Heryk Tomassini
There's No Mainland
Mixed media, found objects
Artist Statement:
In my work, I explore the rhetorical emphasis, the complexities and contradictions of the socio-political relationship between Puerto Rico and United States of America. It is seen through a focus on the convergence of the natural, financial, and built environments, in relation to the displacements and transits in cultural history, memory, and migration. I carry this out through a re-interpretive use of symbols, iconography and/or objects that represent the socio-economic layers and arguments of this cultural history of colonial extraction, alliance, and relationality. Among other points on this timeline are some topics I would analyze as ambiguities related to this uneven culture of “exchange.” I look to different approaches, more contexts, and new narratives in order to produce discussions of possible solutions and at the same time problematize the condition of living on the Caribbean Island of Puerto Rico, a territory that is liminal to the United States of America.

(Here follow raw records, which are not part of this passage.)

//! Data models for the Bookish API

pub mod book;

pub use book::{Book, BookStatus, Collection, Record, SortField, SortOrder};
//! API integration tests
//!
//! Each test drives the full router in-process against its own catalog file.

use std::{path::PathBuf, sync::Arc};

use axum::{
    body::Body,
    http::{header::CONTENT_TYPE, Request, StatusCode},
    Router,
};
use serde_json::{json, Value};
use tower::ServiceExt;

use bookish_api::{api, repository::JsonFileStore, AppState};

struct TestApp {
    router: Router,
    path: PathBuf,
    _dir: tempfile::TempDir,
}

impl TestApp {
    fn with_catalog(catalog: Value) -> Self {
        let dir = tempfile::TempDir::new().expect("Failed to create temp dir");
        let path = dir.path().join("books.json");
        std::fs::write(&path, catalog.to_string()).expect("Failed to write catalog");
        Self::at(dir, path)
    }

    fn with_catalog_text(text: &str) -> Self {
        let dir = tempfile::TempDir::new().expect("Failed to create temp dir");
        let path = dir.path().join("books.json");
        std::fs::write(&path, text).expect("Failed to write catalog");
        Self::at(dir, path)
    }

    fn without_catalog() -> Self {
        let dir = tempfile::TempDir::new().expect("Failed to create temp dir");
        let path = dir.path().join("books.json");
        Self::at(dir, path)
    }

    fn at(dir: tempfile::TempDir, path: PathBuf) -> Self {
        let store = Arc::new(JsonFileStore::new(&path));
        Self {
            router: api::router(AppState::new(store)),
            path,
            _dir: dir,
        }
    }

    async fn get(&self, uri: &str) -> (StatusCode, Value) {
        let request = Request::get(uri).body(Body::empty()).unwrap();
        self.send(request).await
    }

    async fn post(&self, uri: &str, body: Value) -> (StatusCode, Value) {
        let request = Request::post(uri)
            .header(CONTENT_TYPE, "application/json")
            .body(Body::from(body.to_string()))
            .unwrap();
        self.send(request).await
    }

    async fn send(&self, request: Request<Body>) -> (StatusCode, Value) {
        let response = self
            .router
            .clone()
            .oneshot(request)
            .await
            .expect("Failed to send request");
        let status = response.status();
        let bytes = axum::body::to_bytes(response.into_body(), usize::MAX)
            .await
            .expect("Failed to read body");
        let body = serde_json::from_slice(&bytes).unwrap_or(Value::Null);
        (status, body)
    }

    fn stored(&self) -> Value {
        let data = std::fs::read_to_string(&self.path).expect("Failed to read catalog");
        serde_json::from_str(&data).expect("Catalog is not JSON")
    }
}

fn sample_catalog() -> Value {
    json!({
        "B1": {"author": "A", "genre": "Fiction", "rating": 4.5},
        "B2": {"author": "C", "genre": "Poetry", "rating": 1.0, "borrowed_by": "U9"},
        "B3": {"author": "B", "genre": "Fiction", "rating": 3.0, "pages": 200}
    })
}

#[tokio::test]
async fn test_welcome_and_about() {
    let app = TestApp::with_catalog(json!({}));

    let (status, body) = app.get("/").await;
    assert_eq!(status, StatusCode::OK);
    assert_eq!(body, json!({"message": "welcome to my Bookish Api"}));

    let (status, body) = app.get("/about").await;
    assert_eq!(status, StatusCode::OK);
    assert_eq!(body, json!({"about": "this is about page of my Api"}));
}

#[tokio::test]
async fn test_health_check() {
    let app = TestApp::without_catalog();

    let (status, body) = app.get("/health").await;
    assert_eq!(status, StatusCode::OK);
    assert_eq!(body["status"], "healthy");
}

#[tokio::test]
async fn test_view_returns_collection_unmodified() {
    let app = TestApp::with_catalog(sample_catalog());

    let (status, body) = app.get("/view").await;
    assert_eq!(status, StatusCode::OK);
    assert_eq!(body, sample_catalog());

    let ids: Vec<&String> = body.as_object().unwrap().keys().collect();
    assert_eq!(ids, vec!["B1", "B2", "B3"]);
}

#[tokio::test]
async fn test_get_book() {
    let app = TestApp::with_catalog(sample_catalog());

    let (status, body) = app.get("/book/B2").await;
    assert_eq!(status, StatusCode::OK);
    assert_eq!(
        body,
        json!({"author": "C", "genre": "Poetry", "rating": 1.0, "borrowed_by": "U9", "status": "Borrowed"})
    );
}

#[tokio::test]
async fn test_get_unknown_book() {
    let app = TestApp::with_catalog(sample_catalog());

    let (status, body) = app.get("/book/B404").await;
    assert_eq!(status, StatusCode::BAD_REQUEST);
    assert_eq!(body, json!({"detail": "book not found"}));
}

#[tokio::test]
async fn test_sort_by_author() {
    let app = TestApp::with_catalog(sample_catalog());

    let (status, body) = app.get("/sort?sort_by=author").await;
    assert_eq!(status, StatusCode::OK);
    assert_eq!(
        body,
        json!([
            {"author": "A", "genre": "Fiction", "rating": 4.5},
            {"author": "B", "genre": "Fiction", "rating": 3.0, "pages": 200},
            {"author": "C", "genre": "Poetry", "rating": 1.0, "borrowed_by": "U9"}
        ])
    );
}

#[tokio::test]
async fn test_sort_by_rating_desc() {
    let app = TestApp::with_catalog(sample_catalog());

    let (status, body) = app.get("/sort?sort_by=rating&order=desc").await;
    assert_eq!(status, StatusCode::OK);
    let ratings: Vec<f64> = body
        .as_array()
        .unwrap()
        .iter()
        .map(|r| r["rating"].as_f64().unwrap())
        .collect();
    assert_eq!(ratings, vec![4.5, 3.0, 1.0]);
}

#[tokio::test]
async fn test_sort_by_status_desc_keeps_file_order() {
    let app = TestApp::with_catalog(sample_catalog());

    let (status, body) = app.get("/sort?sort_by=status&order=desc").await;
    assert_eq!(status, StatusCode::OK);
    let authors: Vec<&str> = body
        .as_array()
        .unwrap()
        .iter()
        .map(|r| r["author"].as_str().unwrap())
        .collect();
    assert_eq!(authors, vec!["A", "C", "B"]);
}

#[tokio::test]
async fn test_sort_by_genre_desc_keeps_ties_in_file_order() {
    let app = TestApp::with_catalog(sample_catalog());

    let (status, body) = app.get("/sort?sort_by=genre&order=desc").await;
    assert_eq!(status, StatusCode::OK);
    let authors: Vec<&str> = body
        .as_array()
        .unwrap()
        .iter()
        .map(|r| r["author"].as_str().unwrap())
        .collect();
    assert_eq!(authors, vec!["C", "A", "B"]);
}

#[tokio::test]
async fn test_sort_every_field_and_order() {
    let app = TestApp::with_catalog(sample_catalog());

    for field in ["title", "author", "genre", "rating", "status"] {
        for order in ["asc", "desc"] {
            let (status, body) = app.get(&format!("/sort?sort_by={}&order={}", field, order)).await;
            assert_eq!(status, StatusCode::OK, "sort_by={} order={}", field, order);
            assert_eq!(body.as_array().unwrap().len(), 3);
        }
    }
}

#[tokio::test]
async fn test_sort_invalid_field() {
    let app = TestApp::with_catalog(sample_catalog());

    let (status, body) = app.get("/sort?sort_by=pages").await;
    assert_eq!(status, StatusCode::BAD_REQUEST);
    assert_eq!(
        body["detail"],
        "invalid field select from ['title', 'author', 'genre', 'rating', 'status']"
    );
}

#[tokio::test]
async fn test_sort_invalid_order() {
    let app = TestApp::with_catalog(sample_catalog());

    let (status, body) = app.get("/sort?sort_by=rating&order=up").await;
    assert_eq!(status, StatusCode::BAD_REQUEST);
    assert_eq!(body["detail"], "invalid order selecte between asc or desc");
}

#[tokio::test]
async fn test_sort_missing_field() {
    let app = TestApp::with_catalog(sample_catalog());

    let (status, _) = app.get("/sort").await;
    assert_eq!(status, StatusCode::UNPROCESSABLE_ENTITY);
}

#[tokio::test]
async fn test_add_then_get() {
    let app = TestApp::with_catalog(json!({"B1": {"author": "A", "genre": "Fiction", "rating": 4.5}}));

    let (status, body) = app
        .post("/add", json!({"id": "B2", "author": "X", "genre": "Y", "rating": 3.0}))
        .await;
    assert_eq!(status, StatusCode::CREATED);
    assert_eq!(body, json!({"message": "book created sucessfully"}));

    assert_eq!(
        app.stored(),
        json!({
            "B1": {"author": "A", "genre": "Fiction", "rating": 4.5},
            "B2": {"author": "X", "genre": "Y", "rating": 3.0}
        })
    );

    let (status, body) = app.get("/book/B2").await;
    assert_eq!(status, StatusCode::OK);
    assert_eq!(
        body,
        json!({"author": "X", "genre": "Y", "rating": 3.0, "status": "Available"})
    );
}

#[tokio::test]
async fn test_add_duplicate() {
    let catalog = json!({"B1": {"author": "A", "genre": "Fiction", "rating": 4.5}});
    let app = TestApp::with_catalog(catalog.clone());

    let (status, body) = app
        .post("/add", json!({"id": "B1", "author": "Other", "genre": "Other", "rating": 1.0}))
        .await;
    assert_eq!(status, StatusCode::CREATED);
    assert_eq!(
        body,
        json!({
            "message": "book is in database",
            "book_detail": {"author": "A", "genre": "Fiction", "rating": 4.5}
        })
    );
    assert_eq!(app.stored(), catalog);
}

#[tokio::test]
async fn test_add_writes_json_dump_layout() {
    let app = TestApp::with_catalog_text(r#"{"B1": {"author": "Jos\u00e9", "genre": "Fiction", "rating": 4.5}}"#);

    let (status, _) = app
        .post("/add", json!({"id": "B2", "author": "Zoë", "genre": "Y", "rating": 3.0, "pages": 12}))
        .await;
    assert_eq!(status, StatusCode::CREATED);

    let text = std::fs::read_to_string(&app.path).expect("Failed to read catalog");
    assert_eq!(
        text,
        r#"{"B1": {"author": "Jos\u00e9", "genre": "Fiction", "rating": 4.5}, "B2": {"author": "Zo\u00eb", "pages": 12, "genre": "Y", "rating": 3.0}}"#
    );
}

#[tokio::test]
async fn test_add_invalid_books() {
    let app = TestApp::with_catalog(json!({}));

    let invalid = [
        json!({"id": "B1", "genre": "Y", "rating": 3.0}),
        json!({"id": "B1", "author": "X", "genre": "Y", "rating": 5.0}),
        json!({"id": "B1", "author": "X", "genre": "Y", "rating": -1.0}),
        json!({"id": "B1", "author": "X", "genre": "Y", "rating": 2.0, "pages": 0}),
    ];

    for book in invalid {
        let (status, body) = app.post("/add", book.clone()).await;
        assert_eq!(status, StatusCode::UNPROCESSABLE_ENTITY, "{}", book);
        assert!(body["detail"].is_string());
    }
    assert_eq!(app.stored(), json!({}));
}

#[tokio::test]
async fn test_add_borrowed_book_keeps_optional_fields() {
    let app = TestApp::with_catalog(json!({}));

    let (status, _) = app
        .post(
            "/add",
            json!({
                "id": "B7",
                "author": "X",
                "city": "Lyon",
                "pages": 310,
                "genre": "Y",
                "rating": 0.0,
                "borrowed_by": "U1",
                "borrowed_date": "2024-03-01T10:00:00Z",
                "due_date": null
            }),
        )
        .await;
    assert_eq!(status, StatusCode::CREATED);

    let stored = app.stored();
    assert!(stored["B7"].get("due_date").is_none());
    assert!(stored["B7"].get("id").is_none());
    assert_eq!(stored["B7"]["city"], "Lyon");

    let (_, body) = app.get("/book/B7").await;
    assert_eq!(body["status"], "Borrowed");
}

#[tokio::test]
async fn test_missing_catalog_file() {
    let app = TestApp::without_catalog();

    let (status, body) = app.get("/view").await;
    assert_eq!(status, StatusCode::INTERNAL_SERVER_ERROR);
    assert_eq!(body, json!({"detail": "storage error"}));
}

My installations incorporate discarded materials as a mode of salvage and juxtaposition. I aim to break the framing of a disempowered island, and instead look to the networks of relationality, as well as the long arc of climate crisis, to channel a new history of representation and exchange.
About the Artist
Heryk Tomassini was born in Santurce in 1974 and grew up in Las Vegas, Cataño and Santa Cruz, Bayamón. He lives and works in both Philadelphia and Puerto Rico. His poor upbringing in Bayamón, a city with a strong contemporary lineage of working-class artists, provided him with a strong foundation. When he was eight years old Tomassini began gathering materials, not as a hoarder, but to make furniture out of necessity. He obtained an MFA from the University of Pennsylvania where he was awarded the Scholarship for Diversity. He studied architecture at ARQPOLI, Polytechnic University of Puerto Rico, which could explain his care for precision and clean lines even though the discarded materials he uses could easily result in “Clusterfuck Aesthetics” in other artists’ hands. His work won the Award of Excellence in the Dave Bown Projects 9th Semiannual Competition. He was a resident at the Vermont Studio Center (March 2015) and his work was published at the Studio Visit Magazine Volume 21, among others. Exhibitions include The Bronx Museum in New York as part of the 4th Biennale, the David Nolan Gallery in Chelsea New York, and the Art Museum in Caguas, PR. In 2002 Tomassini participated in the international event, PR 02’ [En ruta], in collaboration with the Finnish architectural firm Casagrande & Rintala, organized by M+M Projects.